▶ **Task details**
All of the entries need to be copied character for character.

Saved data entries
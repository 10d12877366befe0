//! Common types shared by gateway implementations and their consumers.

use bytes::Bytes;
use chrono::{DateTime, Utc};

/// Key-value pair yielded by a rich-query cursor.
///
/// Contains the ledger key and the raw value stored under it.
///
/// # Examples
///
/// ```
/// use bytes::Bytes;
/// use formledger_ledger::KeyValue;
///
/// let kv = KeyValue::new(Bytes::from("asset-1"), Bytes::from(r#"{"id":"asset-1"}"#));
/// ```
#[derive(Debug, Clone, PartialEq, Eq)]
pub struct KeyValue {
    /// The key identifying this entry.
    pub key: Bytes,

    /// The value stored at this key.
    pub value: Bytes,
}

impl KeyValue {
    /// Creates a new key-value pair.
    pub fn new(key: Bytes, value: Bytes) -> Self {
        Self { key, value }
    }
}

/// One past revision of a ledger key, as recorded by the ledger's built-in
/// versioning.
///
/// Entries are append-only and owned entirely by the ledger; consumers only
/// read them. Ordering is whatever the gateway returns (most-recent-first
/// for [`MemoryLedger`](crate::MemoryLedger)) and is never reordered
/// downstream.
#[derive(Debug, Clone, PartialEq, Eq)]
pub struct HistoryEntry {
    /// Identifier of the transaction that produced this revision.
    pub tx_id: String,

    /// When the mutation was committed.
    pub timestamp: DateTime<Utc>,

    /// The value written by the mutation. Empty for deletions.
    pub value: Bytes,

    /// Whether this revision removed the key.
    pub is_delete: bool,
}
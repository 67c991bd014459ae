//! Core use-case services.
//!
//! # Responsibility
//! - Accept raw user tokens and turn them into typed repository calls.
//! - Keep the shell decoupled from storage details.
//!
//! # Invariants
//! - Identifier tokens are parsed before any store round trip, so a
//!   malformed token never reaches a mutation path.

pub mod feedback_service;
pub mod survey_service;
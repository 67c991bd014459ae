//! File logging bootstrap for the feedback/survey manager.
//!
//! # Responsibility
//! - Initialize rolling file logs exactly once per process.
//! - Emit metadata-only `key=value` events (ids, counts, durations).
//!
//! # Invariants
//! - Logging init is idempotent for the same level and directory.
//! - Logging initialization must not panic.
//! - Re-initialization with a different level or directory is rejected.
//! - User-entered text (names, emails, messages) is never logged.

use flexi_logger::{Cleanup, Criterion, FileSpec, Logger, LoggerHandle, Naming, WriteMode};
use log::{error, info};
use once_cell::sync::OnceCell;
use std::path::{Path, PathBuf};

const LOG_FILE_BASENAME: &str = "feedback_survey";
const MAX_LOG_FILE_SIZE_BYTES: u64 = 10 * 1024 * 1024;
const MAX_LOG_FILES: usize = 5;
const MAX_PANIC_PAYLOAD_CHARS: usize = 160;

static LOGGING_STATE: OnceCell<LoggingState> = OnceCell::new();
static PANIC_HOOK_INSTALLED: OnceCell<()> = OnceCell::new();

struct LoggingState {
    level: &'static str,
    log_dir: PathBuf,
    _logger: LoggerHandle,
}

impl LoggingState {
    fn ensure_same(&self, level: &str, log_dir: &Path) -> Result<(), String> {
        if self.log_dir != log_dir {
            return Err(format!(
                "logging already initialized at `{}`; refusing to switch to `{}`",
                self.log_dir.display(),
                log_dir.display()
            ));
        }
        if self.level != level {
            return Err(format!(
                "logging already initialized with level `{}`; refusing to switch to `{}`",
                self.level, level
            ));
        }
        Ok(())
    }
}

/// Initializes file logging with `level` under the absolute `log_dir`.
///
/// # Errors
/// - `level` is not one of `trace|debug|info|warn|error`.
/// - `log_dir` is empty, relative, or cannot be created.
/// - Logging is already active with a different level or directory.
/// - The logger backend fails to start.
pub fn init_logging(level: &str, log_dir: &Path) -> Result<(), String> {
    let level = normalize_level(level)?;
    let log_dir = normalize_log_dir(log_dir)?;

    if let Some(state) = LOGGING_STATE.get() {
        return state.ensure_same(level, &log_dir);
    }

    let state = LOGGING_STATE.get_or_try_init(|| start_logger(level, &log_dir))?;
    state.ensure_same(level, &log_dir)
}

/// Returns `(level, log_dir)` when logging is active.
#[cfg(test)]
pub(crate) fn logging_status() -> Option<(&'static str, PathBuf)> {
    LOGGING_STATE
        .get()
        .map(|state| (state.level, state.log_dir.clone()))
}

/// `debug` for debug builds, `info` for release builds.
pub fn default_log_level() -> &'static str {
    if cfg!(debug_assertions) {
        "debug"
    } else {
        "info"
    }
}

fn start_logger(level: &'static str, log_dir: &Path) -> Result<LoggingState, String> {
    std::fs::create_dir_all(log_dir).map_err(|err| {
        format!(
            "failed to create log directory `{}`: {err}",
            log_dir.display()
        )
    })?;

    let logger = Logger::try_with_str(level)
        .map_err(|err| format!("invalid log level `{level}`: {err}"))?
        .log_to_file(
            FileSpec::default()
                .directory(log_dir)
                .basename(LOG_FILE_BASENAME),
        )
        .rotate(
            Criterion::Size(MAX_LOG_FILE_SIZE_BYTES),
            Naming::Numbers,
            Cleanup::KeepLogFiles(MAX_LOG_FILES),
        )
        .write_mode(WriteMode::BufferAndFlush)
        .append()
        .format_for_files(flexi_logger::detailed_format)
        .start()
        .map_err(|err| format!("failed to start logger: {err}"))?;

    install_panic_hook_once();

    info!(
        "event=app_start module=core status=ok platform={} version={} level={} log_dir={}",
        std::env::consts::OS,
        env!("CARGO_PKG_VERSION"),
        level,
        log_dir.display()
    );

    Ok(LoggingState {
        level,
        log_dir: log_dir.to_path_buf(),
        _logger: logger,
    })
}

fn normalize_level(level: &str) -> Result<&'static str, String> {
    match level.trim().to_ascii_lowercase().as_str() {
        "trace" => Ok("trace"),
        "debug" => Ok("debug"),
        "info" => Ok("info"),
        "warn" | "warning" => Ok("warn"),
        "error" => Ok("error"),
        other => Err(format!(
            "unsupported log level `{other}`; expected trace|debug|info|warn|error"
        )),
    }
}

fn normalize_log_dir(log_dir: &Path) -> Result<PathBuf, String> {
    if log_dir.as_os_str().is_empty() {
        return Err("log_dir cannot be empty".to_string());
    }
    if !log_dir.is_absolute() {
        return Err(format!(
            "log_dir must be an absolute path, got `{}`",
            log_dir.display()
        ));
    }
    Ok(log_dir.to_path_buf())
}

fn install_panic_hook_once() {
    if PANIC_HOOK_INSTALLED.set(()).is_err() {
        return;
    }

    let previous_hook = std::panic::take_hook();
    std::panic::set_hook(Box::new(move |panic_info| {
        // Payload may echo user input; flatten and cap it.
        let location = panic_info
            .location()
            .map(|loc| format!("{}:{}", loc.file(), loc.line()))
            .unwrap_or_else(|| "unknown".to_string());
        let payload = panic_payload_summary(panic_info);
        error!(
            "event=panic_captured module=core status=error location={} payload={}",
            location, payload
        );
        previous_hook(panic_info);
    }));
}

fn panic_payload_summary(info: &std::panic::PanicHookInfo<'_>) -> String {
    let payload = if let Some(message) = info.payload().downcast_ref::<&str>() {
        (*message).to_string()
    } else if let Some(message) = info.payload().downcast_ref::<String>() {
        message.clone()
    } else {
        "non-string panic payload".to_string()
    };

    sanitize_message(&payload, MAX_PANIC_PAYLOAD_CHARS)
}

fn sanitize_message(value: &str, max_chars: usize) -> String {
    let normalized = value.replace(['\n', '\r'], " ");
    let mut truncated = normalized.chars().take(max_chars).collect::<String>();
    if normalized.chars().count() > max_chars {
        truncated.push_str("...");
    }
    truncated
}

▶ **Answer to this exercise**
repository 10d12877366befe0
//! Common types shared by gateway implementations and their consumers.

use bytes::Bytes;
use chrono::{DateTime, Utc};

/// Key-value pair yielded by a rich-query cursor.
///
/// Contains the ledger key and the raw value stored under it.
///
/// # Examples
///
/// ```
/// use bytes::Bytes;
/// use formledger_ledger::KeyValue;
///
/// let kv = KeyValue::new(Bytes::from("asset-1"), Bytes::from(r#"{"id":"asset-1"}"#));
/// ```
#[derive(Debug, Clone, PartialEq, Eq)]
pub struct KeyValue {
    /// The key identifying this entry.
    pub key: Bytes,

    /// The value stored at this key.
    pub value: Bytes,
}

impl KeyValue {
    /// Creates a new key-value pair.
    pub fn new(key: Bytes, value: Bytes) -> Self {
        Self { key, value }
    }
}

/// One past revision of a ledger key, as recorded by the ledger's built-in
/// versioning.
///
/// Entries are append-only and owned entirely by the ledger; consumers only
/// read them. Ordering is whatever the gateway returns (most-recent-first
/// for [`MemoryLedger`](crate::MemoryLedger)) and is never reordered
/// downstream.
#[derive(Debug, Clone, PartialEq, Eq)]
pub struct HistoryEntry {
    /// Identifier of the transaction that produced this revision.
    pub tx_id: String,

    /// When the mutation was committed.
    pub timestamp: DateTime<Utc>,

    /// The value written by the mutation. Empty for deletions.
    pub value: Bytes,

    /// Whether this revision removed the key.
    pub is_delete: bool,
}
repository 67c991bd014459ae
//! Core use-case services.
//!
//! # Responsibility
//! - Accept raw user tokens and turn them into typed repository calls.
//! - Keep the shell decoupled from storage details.
//!
//! # Invariants
//! - Identifier tokens are parsed before any store round trip, so a
//!   malformed token never reaches a mutation path.

pub mod feedback_service;
pub mod survey_service;
repository 67c991bd014459ae
//! File logging bootstrap for the feedback/survey manager.
//!
//! # Responsibility
//! - Initialize rolling file logs exactly once per process.
//! - Emit metadata-only `key=value` events (ids, counts, durations).
//!
//! # Invariants
//! - Logging init is idempotent for the same level and directory.
//! - Logging initialization must not panic.
//! - Re-initialization with a different level or directory is rejected.
//! - User-entered text (names, emails, messages) is never logged.

use flexi_logger::{Cleanup, Criterion, FileSpec, Logger, LoggerHandle, Naming, WriteMode};
use log::{error, info};
use once_cell::sync::OnceCell;
use std::path::{Path, PathBuf};

const LOG_FILE_BASENAME: &str = "feedback_survey";
const MAX_LOG_FILE_SIZE_BYTES: u64 = 10 * 1024 * 1024;
const MAX_LOG_FILES: usize = 5;
const MAX_PANIC_PAYLOAD_CHARS: usize = 160;

static LOGGING_STATE: OnceCell<LoggingState> = OnceCell::new();
static PANIC_HOOK_INSTALLED: OnceCell<()> = OnceCell::new();

struct LoggingState {
    level: &'static str,
    log_dir: PathBuf,
    _logger: LoggerHandle,
}

impl LoggingState {
    fn ensure_same(&self, level: &str, log_dir: &Path) -> Result<(), String> {
        if self.log_dir != log_dir {
            return Err(format!(
                "logging already initialized at `{}`; refusing to switch to `{}`",
                self.log_dir.display(),
                log_dir.display()
            ));
        }
        if self.level != level {
            return Err(format!(
                "logging already initialized with level `{}`; refusing to switch to `{}`",
                self.level, level
            ));
        }
        Ok(())
    }
}

/// Initializes file logging with `level` under the absolute `log_dir`.
///
/// # Errors
/// - `level` is not one of `trace|debug|info|warn|error`.
/// - `log_dir` is empty, relative, or cannot be created.
/// - Logging is already active with a different level or directory.
/// - The logger backend fails to start.
pub fn init_logging(level: &str, log_dir: &Path) -> Result<(), String> {
    let level = normalize_level(level)?;
    let log_dir = normalize_log_dir(log_dir)?;

    if let Some(state) = LOGGING_STATE.get() {
        return state.ensure_same(level, &log_dir);
    }

    let state = LOGGING_STATE.get_or_try_init(|| start_logger(level, &log_dir))?;
    state.ensure_same(level, &log_dir)
}

/// Returns `(level, log_dir)` when logging is active.
#[cfg(test)]
pub(crate) fn logging_status() -> Option<(&'static str, PathBuf)> {
    LOGGING_STATE
        .get()
        .map(|state| (state.level, state.log_dir.clone()))
}

/// `debug` for debug builds, `info` for release builds.
pub fn default_log_level() -> &'static str {
    if cfg!(debug_assertions) {
        "debug"
    } else {
        "info"
    }
}

fn start_logger(level: &'static str, log_dir: &Path) -> Result<LoggingState, String> {
    std::fs::create_dir_all(log_dir).map_err(|err| {
        format!(
            "failed to create log directory `{}`: {err}",
            log_dir.display()
        )
    })?;

    let logger = Logger::try_with_str(level)
        .map_err(|err| format!("invalid log level `{level}`: {err}"))?
        .log_to_file(
            FileSpec::default()
                .directory(log_dir)
                .basename(LOG_FILE_BASENAME),
        )
        .rotate(
            Criterion::Size(MAX_LOG_FILE_SIZE_BYTES),
            Naming::Numbers,
            Cleanup::KeepLogFiles(MAX_LOG_FILES),
        )
        .write_mode(WriteMode::BufferAndFlush)
        .append()
        .format_for_files(flexi_logger::detailed_format)
        .start()
        .map_err(|err| format!("failed to start logger: {err}"))?;

    install_panic_hook_once();

    info!(
        "event=app_start module=core status=ok platform={} version={} level={} log_dir={}",
        std::env::consts::OS,
        env!("CARGO_PKG_VERSION"),
        level,
        log_dir.display()
    );

    Ok(LoggingState {
        level,
        log_dir: log_dir.to_path_buf(),
        _logger: logger,
    })
}

fn normalize_level(level: &str) -> Result<&'static str, String> {
    match level.trim().to_ascii_lowercase().as_str() {
        "trace" => Ok("trace"),
        "debug" => Ok("debug"),
        "info" => Ok("info"),
        "warn" | "warning" => Ok("warn"),
        "error" => Ok("error"),
        other => Err(format!(
            "unsupported log level `{other}`; expected trace|debug|info|warn|error"
        )),
    }
}

fn normalize_log_dir(log_dir: &Path) -> Result<PathBuf, String> {
    if log_dir.as_os_str().is_empty() {
        return Err("log_dir cannot be empty".to_string());
    }
    if !log_dir.is_absolute() {
        return Err(format!(
            "log_dir must be an absolute path, got `{}`",
            log_dir.display()
        ));
    }
    Ok(log_dir.to_path_buf())
}

fn install_panic_hook_once() {
    if PANIC_HOOK_INSTALLED.set(()).is_err() {
        return;
    }

    let previous_hook = std::panic::take_hook();
    std::panic::set_hook(Box::new(move |panic_info| {
        // Payload may echo user input; flatten and cap it.
        let location = panic_info
            .location()
            .map(|loc| format!("{}:{}", loc.file(), loc.line()))
            .unwrap_or_else(|| "unknown".to_string());
        let payload = panic_payload_summary(panic_info);
        error!(
            "event=panic_captured module=core status=error location={} payload={}",
            location, payload
        );
        previous_hook(panic_info);
    }));
}

fn panic_payload_summary(info: &std::panic::PanicHookInfo<'_>) -> String {
    let payload = if let Some(message) = info.payload().downcast_ref::<&str>() {
        (*message).to_string()
    } else if let Some(message) = info.payload().downcast_ref::<String>() {
        message.clone()
    } else {
        "non-string panic payload".to_string()
    };

    sanitize_message(&payload, MAX_PANIC_PAYLOAD_CHARS)
}

fn sanitize_message(value: &str, max_chars: usize) -> String {
    let normalized = value.replace(['\n', '\r'], " ");
    let mut truncated = normalized.chars().take(max_chars).collect::<String>();
    if normalized.chars().count() > max_chars {
        truncated.push_str("...");
    }
    truncated
}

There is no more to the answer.